GraphX- Pregel internals and tips for distributed graph processing

Spark-GraphX is the graph processing framework provided by Spark to support distributed graph processing. GraphX is based on RDDs and is actually a combination of VertexRDD and EdgeRDD representing the vertices and edges of the graph respectively. An edge in GraphX is always a directed edge from a source vertex to a destination vertex. GraphX employs many other optimizations to support efficient distributed graph processing but is out of scope for this blog. For the details of the internal optimizations, we refer the readers to the GraphX Paper. Apart from these two, there is another EdgeTrippletRDD which is materialized on the fly as and when needed.

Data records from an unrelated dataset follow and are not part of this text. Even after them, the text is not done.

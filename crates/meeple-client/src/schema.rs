//! Wire schemas for the XML API responses.
//!
//! Field names mirror the documents the service actually returns; `@`
//! prefixes mark attributes and `$text` element text. Fields the client
//! does not consume (thumbnails, stats blocks, subtype lists) are simply
//! not declared and get skipped during deserialization.

use serde::Deserialize;

/// `<items total="N">` envelope returned by the search endpoint.
#[derive(Debug, Deserialize)]
pub struct SearchDoc {
    #[serde(rename = "@total")]
    pub total: u32,

    #[serde(default, rename = "item")]
    pub items: Vec<SearchItem>,
}

#[derive(Debug, Deserialize)]
pub struct SearchItem {
    #[serde(rename = "@id")]
    pub id: u64,

    pub name: Option<AttrValue>,
    pub yearpublished: Option<AttrValue>,
}

/// `<name value="..."/>`-style element carrying its payload in an attribute.
#[derive(Debug, Deserialize)]
pub struct AttrValue {
    #[serde(rename = "@value")]
    pub value: String,
}

/// One page of the `<plays>` feed.
#[derive(Debug, Deserialize)]
pub struct PlaysDoc {
    #[serde(default, rename = "play")]
    pub plays: Vec<PlayRecord>,
}

#[derive(Debug, Deserialize)]
pub struct PlayRecord {
    #[serde(rename = "@date")]
    pub date: String,

    #[serde(rename = "@quantity")]
    pub quantity: u32,

    pub item: PlayItem,
}

#[derive(Debug, Deserialize)]
pub struct PlayItem {
    #[serde(rename = "@name")]
    pub name: String,

    #[serde(rename = "@objectid")]
    pub object_id: u64,
}

/// `<items totalitems="N">` envelope returned by the collection endpoint.
#[derive(Debug, Deserialize)]
pub struct CollectionDoc {
    #[serde(rename = "@totalitems")]
    pub total_items: u32,

    #[serde(default, rename = "item")]
    pub items: Vec<CollectionRecord>,
}

#[derive(Debug, Deserialize)]
pub struct CollectionRecord {
    #[serde(rename = "@objectid")]
    pub object_id: u64,

    #[serde(rename = "@collid")]
    pub collection_id: u64,

    pub name: TextValue,
    pub yearpublished: Option<TextValue>,
    pub status: StatusRecord,
    pub comment: Option<TextValue>,
}

/// Element carrying its payload as text content, e.g. `<name>Catan</name>`.
#[derive(Debug, Deserialize)]
pub struct TextValue {
    #[serde(default, rename = "$text")]
    pub value: String,
}

/// `<status own="1" wishlist="0" .../>`; the service encodes booleans as
/// `0`/`1` attribute strings.
#[derive(Debug, Deserialize)]
pub struct StatusRecord {
    #[serde(default, rename = "@own")]
    pub own: u8,

    #[serde(default, rename = "@wishlist")]
    pub wishlist: u8,

    #[serde(default, rename = "@wanttoplay")]
    pub want_to_play: u8,

    #[serde(default, rename = "@preordered")]
    pub preordered: u8,
}
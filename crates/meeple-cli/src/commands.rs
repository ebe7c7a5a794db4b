use anyhow::Result;

use super::args::{Cli, CollectionCommand, Commands, PlayCommand};
use super::handlers;
use meeple_runtime::{resolve_workspace_path, Workspace};

pub fn run(cli: Cli) -> Result<()> {
    let data_dir = resolve_workspace_path(cli.data_dir.as_deref())?;

    let Some(command) = cli.command else {
        show_guidance();
        return Ok(());
    };

    let workspace = Workspace::open(data_dir)?;

    match command {
        Commands::Login => handlers::login::handle(&workspace),

        Commands::Search { query, exact } => {
            handlers::search::handle(&workspace, &query, exact, cli.format)
        }

        Commands::Play { command } => match command {
            PlayCommand::Add {
                title,
                count,
                date,
                comment,
                no_cache,
                first,
            } => handlers::play_add::handle(
                &workspace, &title, count, date, &comment, no_cache, first,
            ),
            PlayCommand::Summary { days } => {
                handlers::play_summary::handle(&workspace, days, cli.format)
            }
        },

        Commands::Collection { command } => match command {
            CollectionCommand::List { wishlist, tagged } => {
                handlers::collection_list::handle(&workspace, wishlist, tagged, cli.format)
            }
            CollectionCommand::Tag { title, tags, first } => {
                handlers::collection_tag::handle(&workspace, &title, &tags, first)
            }
        },
    }
}

fn show_guidance() {
    println!("meeple - Board game collection and play log client\n");
    println!("Get started:");
    println!("  meeple login                       # Store your credentials");
    println!("  meeple play add <title>            # Log a play");
    println!("  meeple play summary --days 30      # Recent play counts");
    println!("  meeple collection list             # View your collection");
    println!("  meeple collection tag <title> --loan alice\n");
    println!("For more commands:");
    println!("  meeple --help");
}
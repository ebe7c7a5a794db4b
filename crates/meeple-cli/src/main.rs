use clap::Parser;
use meeple::{Cli, run};

fn main() {
    // Reset SIGPIPE to default behavior to prevent panic on broken pipe
    // (e.g., when piping to `head` or `less` that exits early)
    #[cfg(unix)]
    reset_sigpipe();

    let cli = Cli::parse();

    if let Err(e) = run(cli) {
        eprintln!("Error: {:#}", e);
        std::process::exit(1);
    }
}

#[cfg(unix)]
fn reset_sigpipe() {
    unsafe {
        libc::signal(libc::SIGPIPE, libc::SIG_DFL);
    }
}
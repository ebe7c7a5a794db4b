use assert_cmd::Command;
use predicates::prelude::*;
use tempfile::TempDir;

fn meeple() -> Command {
    Command::cargo_bin("meeple").expect("binary should build")
}

#[test]
fn test_no_command_shows_guidance() {
    meeple()
        .assert()
        .success()
        .stdout(predicate::str::contains("meeple login"))
        .stdout(predicate::str::contains("meeple --help"));
}

#[test]
fn test_help_lists_commands() {
    meeple()
        .arg("--help")
        .assert()
        .success()
        .stdout(predicate::str::contains("login"))
        .stdout(predicate::str::contains("search"))
        .stdout(predicate::str::contains("play"))
        .stdout(predicate::str::contains("collection"));
}

#[test]
fn test_play_add_rejects_zero_count() {
    meeple()
        .args(["play", "add", "Catan", "--count", "0"])
        .assert()
        .failure()
        .stderr(predicate::str::contains("invalid value"));
}

#[test]
fn test_play_add_rejects_malformed_date() {
    meeple()
        .args(["play", "add", "Catan", "--date", "yesterday"])
        .assert()
        .failure()
        .stderr(predicate::str::contains("invalid value"));
}

#[test]
fn test_collection_tag_requires_a_tag_flag() {
    let temp_dir = TempDir::new().unwrap();
    meeple()
        .args(["--data-dir", temp_dir.path().to_str().unwrap()])
        .args(["collection", "tag", "Catan"])
        .assert()
        .failure()
        .stderr(predicate::str::contains("at least one tag option"));
}

#[test]
fn test_loan_conflicts_with_return() {
    meeple()
        .args(["collection", "tag", "Catan", "--loan", "alice", "--return"])
        .assert()
        .failure()
        .stderr(predicate::str::contains("cannot be used with"));
}

#[test]
fn test_clear_audit_conflicts_with_giveaway() {
    meeple()
        .args(["collection", "tag", "Catan", "--giveaway", "--clear-audit"])
        .assert()
        .failure()
        .stderr(predicate::str::contains("cannot be used with"));
}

The pregel API requires the user to provide three functions: 

1. Vertex Program: This program runs on every vertex on the VertexRDD of the graph. It takes a message list as input and also has access to the current state of the vertex attribute and vertex id. The output is the new state of the vertex which updates the vertex Attribute.
2. Send Message Program: This program runs on the required edges in the EdgeRDD.  It takes the triplet view as the input with all the attributes materialized. This generates a message for the source vertex of the processed edge.
3. Merge Message Program: This program takes two messages meant for the same vertex and combines them into one message. The output is the combined message. These messages result in the generation of the messageRDD which has key as the vertex id and value as the messages for that vertex.

Apart from the above user defined functions the Pregel API also requires following three parameters:

1. Initial message: The initial message to start the computation. This message is passed to all the vertices in the vertexRDD to do the 1st iteration.
2. Max iteration: The max number of super steps for the Pregel API.
3. Edge direction: This is used to filter the edges on which send message function will run. For example, if the edge direction is out then only the edges going out from the vertex on which the vertex program ran on the previous super step will execute the send message function.

 The code for the Pregel API can be found here. The computation is divided into 2 parts:

1. Running the vertex Program on the vertexRDD: For the 1st iteration (super step 0) the vertex program runs on every vertex of the vertexRDD and all the vertices receive the complete initial message. On the subsequent iterations (super steps 1 onward) vertex program will run only on the vertices for which messages have been generated. This is achieved by doing a join over the vertexRDD and the messageRDD using the mapVertices function provided by GraphX.  
2. Generating Message for the next Iteration: After the vertex program execution is over for all the vertices in a super step, based on the edge direction provided send message program is executed on the set of edges which are incident on the vertices which ran the vertex program in the current super step. The triplet view is updated for this execution which takes care of shipping the new vertices to all the active edge. Please note here all the attributes of the triplet i.e source vertex, destination vertex, and edge attributes are materialized. After the edge computation is over the reduce stage runs which combine the messages using the user-defined merge message program. The whole step is executed using the mapReduceTriplets function in the GraphX API which internally calls a modified version of aggregateMessages function.

 

Below is a pictorial representation of the whole Pregel API steps in GraphX. The new vertex attributes are shipped to the edges by materializing the edge triplet RDD. 

 

Few notes for developers to ensure better performance and accuracy:

• The vertex Attributes in the vertexRDD can be complex Scala objects if they are serializable. One should make sure to keep the vertex object as small as possible as this object will be shipped to all the partitions to update the triplet view during super steps.
• The vertex attribute can only be made of immutable variables else the vertex state will not be synced properly in the super steps resulting in wrong computation. This is a bug in the current GraphX (Issue Link)
• The Graph partitioning only partitions the edgeRDD and hence the vertexRDD needs to be partitioned separately by the user if needed. From my experience, it is good to keep the number of partitions for vertexRDD and edgeRDD same for better performance.
• Partitioning the graph correctly over the default random hash partitioning gives good performance improvements. As per my experience EdgePartition2D performs best most of the time. This will depend on the nature of the graph.
• If the graph is evolving (new vertex or edges are being added) currently the graph needs to be recreated and hence it is necessary to do checkpointing else in case of node failure recovery time will be a lot.